第49章 消失在畫中?(1 / 1)
張鴻伸出雙手,將自己的一張臉皮,慢慢地揭了下來。
一張沒有皮膚的血肉面孔,肌肉隨著呼吸蠕動,白森森的牙齒露在外面,兩顆眼珠直溜溜地轉動。
張鴻將臉皮放在銅盆中,仔細地搓洗,“事業看精神,精神看面容。常洗臉注意儀容,必然容光煥發,如有神助……”

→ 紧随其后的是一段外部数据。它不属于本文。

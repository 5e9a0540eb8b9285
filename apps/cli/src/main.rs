use std::time::Duration;

use anyhow::Result;
use clap::{Parser, ValueEnum};
use console::style;
use indicatif::{ProgressBar, ProgressStyle};
use tokio::fs;

use tubelens_core::{
    AnalysisReport, CaptionEntry, Comment, MAX_COMMENTS, Provider, Video, YouTubeClient,
    aggregate_comments, extract_video_id, format_analysis_readable, format_caption_preview,
    generate_insights, get_cache_dir, get_captions_path, get_comments_path, get_insights_path,
    get_report_path, get_video_path, load_captions, load_json, parse_caption_track, save_captions,
    save_json,
};

/// CLI wrapper for Provider enum (needed for clap ValueEnum)
#[derive(Clone, Default, ValueEnum)]
enum CliProvider {
    #[default]
    Grok,
    Openai,
    Gemini,
}

impl From<CliProvider> for Provider {
    fn from(cli: CliProvider) -> Self {
        match cli {
            CliProvider::Grok => Provider::Grok,
            CliProvider::Openai => Provider::Openai,
            CliProvider::Gemini => Provider::Gemini,
        }
    }
}

#[derive(Parser)]
#[command(name = "tubelens")]
#[command(
    about = "Fetch YouTube comments, aggregate activity stats, and generate AI-powered insights"
)]
struct Cli {
    /// Video URL
    url: String,

    /// Insights output language (e.g., "en", "ru", "uk")
    #[arg(short, long, default_value = "en")]
    lang: String,

    /// AI provider for comment insights
    #[arg(short, long, default_value = "grok")]
    provider: CliProvider,

    /// Also fetch and parse the video's caption track
    #[arg(short, long)]
    captions: bool,

    /// Skip the AI insights step
    #[arg(long)]
    skip_insights: bool,

    /// Force re-fetching even if cached files exist
    #[arg(short, long)]
    force: bool,
}

fn create_spinner(msg: &str) -> ProgressBar {
    let pb = ProgressBar::new_spinner();
    pb.set_style(
        ProgressStyle::default_spinner()
            .tick_chars("⠁⠂⠄⡀⢀⠠⠐⠈ ")
            .template("{spinner:.cyan} {msg}")
            .unwrap(),
    );
    pb.set_message(msg.to_string());
    pb.enable_steady_tick(Duration::from_millis(80));
    pb
}

fn create_comment_bar(total: u64) -> ProgressBar {
    let pb = ProgressBar::new(total);
    pb.set_style(
        ProgressStyle::default_bar()
            .template("{spinner:.cyan} Fetching comments {bar:30.cyan/blue} {pos}/{len}")
            .unwrap()
            .progress_chars("━╸─"),
    );
    pb.enable_steady_tick(Duration::from_millis(80));
    pb
}

#[tokio::main]
async fn main() -> Result<()> {
    let cli = Cli::parse();
    let provider: Provider = cli.provider.into();

    // Validate API keys early
    let youtube = match YouTubeClient::from_env() {
        Ok(client) => client,
        Err(e) => {
            eprintln!("{} {}", style("Error:").red().bold(), e);
            std::process::exit(1);
        }
    };
    if !cli.skip_insights {
        if let Err(e) = provider.api_key() {
            eprintln!("{} {}", style("Error:").red().bold(), e);
            std::process::exit(1);
        }
    }

    let video_id = extract_video_id(&cli.url)?;

    // Setup cache directory
    let cache_dir = get_cache_dir(&video_id);
    fs::create_dir_all(&cache_dir).await?;

    println!(
        "\n{}  {}\n",
        style("tubelens").cyan().bold(),
        style("Comment Analyzer").dim()
    );

    // Step 1: Video details (check cache)
    let video_path = get_video_path(&cache_dir);
    let video: Video = if !cli.force && video_path.exists() {
        let video = load_json(&video_path).await?;
        println!(
            "{} Video details {}",
            style("✓").green().bold(),
            style("(cached)").dim()
        );
        video
    } else {
        let spinner = create_spinner("Fetching video details...");
        let video = youtube.get_video_details(&video_id).await?;
        save_json(&video, &video_path).await?;
        spinner.finish_with_message(format!(
            "{} Video: {}",
            style("✓").green().bold(),
            style(&video.title).dim()
        ));
        video
    };

    // Step 2: Comments (check cache)
    let comments_path = get_comments_path(&cache_dir);
    let comments: Vec<Comment> = if !cli.force && comments_path.exists() {
        let comments: Vec<Comment> = load_json(&comments_path).await?;
        println!(
            "{} Comments fetched: {} {}",
            style("✓").green().bold(),
            comments.len(),
            style("(cached)").dim()
        );
        comments
    } else {
        let expected = (video.comment_count as usize).min(MAX_COMMENTS) as u64;
        let bar = create_comment_bar(expected.max(1));
        let comments = youtube
            .fetch_all_comments(&video_id, |fetched| bar.set_position(fetched as u64))
            .await?;
        save_json(&comments, &comments_path).await?;
        bar.finish_and_clear();
        println!(
            "{} Comments fetched: {}",
            style("✓").green().bold(),
            comments.len()
        );
        comments
    };

    // Step 3: Aggregate (always recomputed)
    let stats = aggregate_comments(&comments);
    println!(
        "{} Aggregated: {} comments from {} authors",
        style("✓").green().bold(),
        stats.total_comments,
        style(stats.unique_authors).yellow()
    );

    // Step 4: Captions (optional, check cache)
    let caption_entries: Option<Vec<CaptionEntry>> = if cli.captions {
        let captions_path = get_captions_path(&cache_dir);
        let raw = if !cli.force && captions_path.exists() {
            let raw = load_captions(&captions_path).await?;
            println!(
                "{} Captions downloaded {}",
                style("✓").green().bold(),
                style("(cached)").dim()
            );
            raw
        } else {
            let spinner = create_spinner("Downloading captions...");
            let raw = youtube.download_captions(&video_id, &cli.lang).await?;
            save_captions(&raw, &captions_path).await?;
            spinner.finish_with_message(format!(
                "{} Captions downloaded",
                style("✓").green().bold()
            ));
            raw
        };
        let entries = parse_caption_track(&raw)?;
        println!(
            "{} Captions parsed: {} lines",
            style("✓").green().bold(),
            entries.len()
        );
        Some(entries)
    } else {
        None
    };

    // Step 5: Insights (optional, check cache with provider+lang)
    let insights = if cli.skip_insights {
        None
    } else {
        let insights_path = get_insights_path(&cache_dir, &provider, &cli.lang);
        if !cli.force && insights_path.exists() {
            let insights = load_json(&insights_path).await?;
            println!(
                "{} Insights generated ({}) {}",
                style("✓").green().bold(),
                provider.name(),
                style("(cached)").dim()
            );
            Some(insights)
        } else {
            let spinner = create_spinner(&format!(
                "Generating {} insights with {}...",
                cli.lang,
                provider.name()
            ));
            let insights = generate_insights(&comments, &provider, &cli.lang).await?;
            save_json(&insights, &insights_path).await?;
            spinner.finish_with_message(format!(
                "{} Insights generated ({})",
                style("✓").green().bold(),
                provider.name()
            ));
            Some(insights)
        }
    };

    // Save the full report
    let report = AnalysisReport {
        video,
        stats,
        insights,
    };
    let report_path = get_report_path(&cache_dir, &provider, &cli.lang);
    save_json(&report, &report_path).await?;

    println!(
        "\n{} {}\n",
        style("Saved:").dim(),
        style(report_path.display()).cyan()
    );
    println!("{}", style("─".repeat(60)).dim());

    // Human-readable output
    let readable =
        format_analysis_readable(&report.video, &report.stats, report.insights.as_ref());
    println!("{}", readable);

    if let Some(entries) = &caption_entries {
        println!("## Captions (preview)\n");
        println!("{}\n", format_caption_preview(entries, 5));
    }

    Ok(())
}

這時,他突然停頓下來,臉上肌肉因為憤怒,分泌出一絲絲鮮血,順著下巴滴在銅盆裡面,
“雲宗,我一定會超過你!我會比你更強,將你壓得體無完膚!”
張鴻轉身走去,開了衣櫃的銅鎖,開啟櫃門。衣櫃中掛在二十餘張人類的臉皮,男女老少,俊美醜陋,如唱戲的臉譜似的。
“我的臉……”
張鴻伸手輕輕觸控臉皮,彷彿撫摸自己的臉頰似的。血紅肌肉的臉上,露出無比驚悚,比厲鬼還要瘮人的笑意。
永明寺,
與城池同名的寺廟,因為建在城中,所以面積頗小。雖然廟小,但香火還算不錯,善男信女,駱繹不絕。

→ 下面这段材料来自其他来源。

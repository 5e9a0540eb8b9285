use std::collections::HashMap;

use crate::types::{AuthorCount, Comment, CommentStats, TimelinePoint};

const TOP_AUTHORS_LIMIT: usize = 10;

/// Aggregate a fetched comment list into chart-ready stats.
///
/// Single pass over the input; accepts anything including an empty list and
/// never fails. Authors are opaque string keys, so a missing display name
/// just buckets under the empty string.
pub fn aggregate_comments(comments: &[Comment]) -> CommentStats {
    // count + index of first appearance, so equal counts rank in the order
    // the authors first showed up
    let mut authors: HashMap<&str, (usize, usize)> = HashMap::new();
    let mut days: HashMap<String, usize> = HashMap::new();
    let mut like_sum: u64 = 0;

    for (index, comment) in comments.iter().enumerate() {
        let tally = authors.entry(comment.author.as_str()).or_insert((0, index));
        tally.0 += 1;

        let day = comment.published_at.format("%Y-%m-%d").to_string();
        *days.entry(day).or_insert(0) += 1;

        like_sum += comment.like_count;
    }

    let unique_authors = authors.len();

    let mut ranked: Vec<(&str, usize, usize)> = authors
        .into_iter()
        .map(|(name, (count, first_seen))| (name, count, first_seen))
        .collect();
    ranked.sort_unstable_by(|a, b| b.1.cmp(&a.1).then(a.2.cmp(&b.2)));
    ranked.truncate(TOP_AUTHORS_LIMIT);

    let top_authors = ranked
        .into_iter()
        .map(|(name, count, _)| AuthorCount {
            name: name.to_string(),
            count,
        })
        .collect();

    // zero-padded ISO dates, so the lexicographic order is the calendar order
    let mut comment_timeline: Vec<TimelinePoint> = days
        .into_iter()
        .map(|(date, count)| TimelinePoint { date, count })
        .collect();
    comment_timeline.sort_unstable_by(|a, b| a.date.cmp(&b.date));

    let average_likes = if comments.is_empty() {
        0.0
    } else {
        like_sum as f64 / comments.len() as f64
    };

    CommentStats {
        total_comments: comments.len(),
        unique_authors,
        top_authors,
        comment_timeline,
        average_likes,
    }
}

雲宗來到寺廟,片刻之間,便逛完所有的殿堂,沒有找到機緣。旁邊有免費發放的流通本經文,雲宗上前隨喜一串銅錢,拿了一本金剛經,離開而去。
“佛門無緣,那就去道家看看。”
雲宗順著長街,來到城中的玄明觀。
玄明觀建在一片松林中,面積比永明寺大了十倍,香火也自然鼎盛很多。雲宗順著青石路,進入道觀,隨意閒逛。

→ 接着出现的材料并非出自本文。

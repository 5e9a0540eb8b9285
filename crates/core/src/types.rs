use chrono::{DateTime, Utc};
use serde::{Deserialize, Serialize};

/// One top-level comment as decoded from the Data API.
#[derive(Debug, Clone, PartialEq, Serialize, Deserialize)]
pub struct Comment {
    pub id: String,
    pub author: String,
    pub text: String,
    pub like_count: u64,
    pub reply_count: u64,
    pub published_at: DateTime<Utc>,
}

#[derive(Debug, Clone, PartialEq, Serialize, Deserialize)]
pub struct Video {
    pub id: String,
    pub title: String,
    pub channel_title: String,
    pub published_at: DateTime<Utc>,
    pub view_count: u64,
    pub like_count: u64,
    pub comment_count: u64,
}

/// Chart-ready aggregate over one video's comments.
#[derive(Debug, Clone, PartialEq, Serialize, Deserialize)]
pub struct CommentStats {
    pub total_comments: usize,
    pub unique_authors: usize,
    pub top_authors: Vec<AuthorCount>,
    pub comment_timeline: Vec<TimelinePoint>,
    pub average_likes: f64,
}

#[derive(Debug, Clone, PartialEq, Serialize, Deserialize)]
pub struct AuthorCount {
    pub name: String,
    pub count: usize,
}

/// Comment count for one UTC calendar day (`YYYY-MM-DD`).
#[derive(Debug, Clone, PartialEq, Serialize, Deserialize)]
pub struct TimelinePoint {
    pub date: String,
    pub count: usize,
}

/// One timed line of text from a caption track.
#[derive(Debug, Clone, PartialEq, Serialize, Deserialize)]
pub struct CaptionEntry {
    pub text: String,
    pub start: f64,
    pub duration: f64,
}

/// LLM-produced summary of a comment batch.
#[derive(Debug, Clone, PartialEq, Serialize, Deserialize)]
pub struct CommentInsights {
    pub sentiment: SentimentDistribution,
    pub top_topics: Vec<String>,
    pub summary: String,
}

/// Percentages in the 0-100 range.
#[derive(Debug, Clone, PartialEq, Serialize, Deserialize)]
pub struct SentimentDistribution {
    pub positive: f64,
    pub neutral: f64,
    pub negative: f64,
}

/// Everything one analysis run produces, as saved to the cache dir.
#[derive(Debug, Clone, PartialEq, Serialize, Deserialize)]
pub struct AnalysisReport {
    pub video: Video,
    pub stats: CommentStats,
    pub insights: Option<CommentInsights>,
}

大殿之上香火繚繞,雲宗突然看見一道熟悉的背影,賣面的老翁!
“竟在這兒出現,真是巧了!”
雲宗急忙擠開香客,急急地走了過去。
老翁沒有回頭,但彷彿是知道雲宗跟來,轉身離開,向殿後走去。
雲宗疾步跟上,旁邊一名道士上前,伸手攔住去路,“這位香客,後殿非道觀之人,不能進入。”
“我剛才就看見有人進去了,一身俗家衣裝,不是道觀的人。”雲宗說道。
“剛才?”
道士一臉疑惑,“我一直站在這兒,沒有看見人進入啊?”
這事情說不清楚了,雲宗掏出身份腰牌,“捕快辦案,快快閃開!”
道士一怔,急忙向旁邊閃開,稽首問道:“官爺,你……”
雲宗懶得理會道士,向前疾步而去,遠遠看見老翁的背影,走出殿門。
“老丈,請留步!”
雲宗喊了一聲,老翁卻沒有聽見似的,只顧著走去,消失在殿門外。雲宗身形疾衝,瞬間站在殿門外,卻看見老翁的背影,已在六十餘丈之外。
“此人身法,竟如斯之快!”
雲宗為之駭然,急忙騰身追了上去。
老翁身形在前面,一步一步地走去,雲宗逐漸拉近距離。但最後十餘丈,不管他如何狂追,始終無法拉近一步。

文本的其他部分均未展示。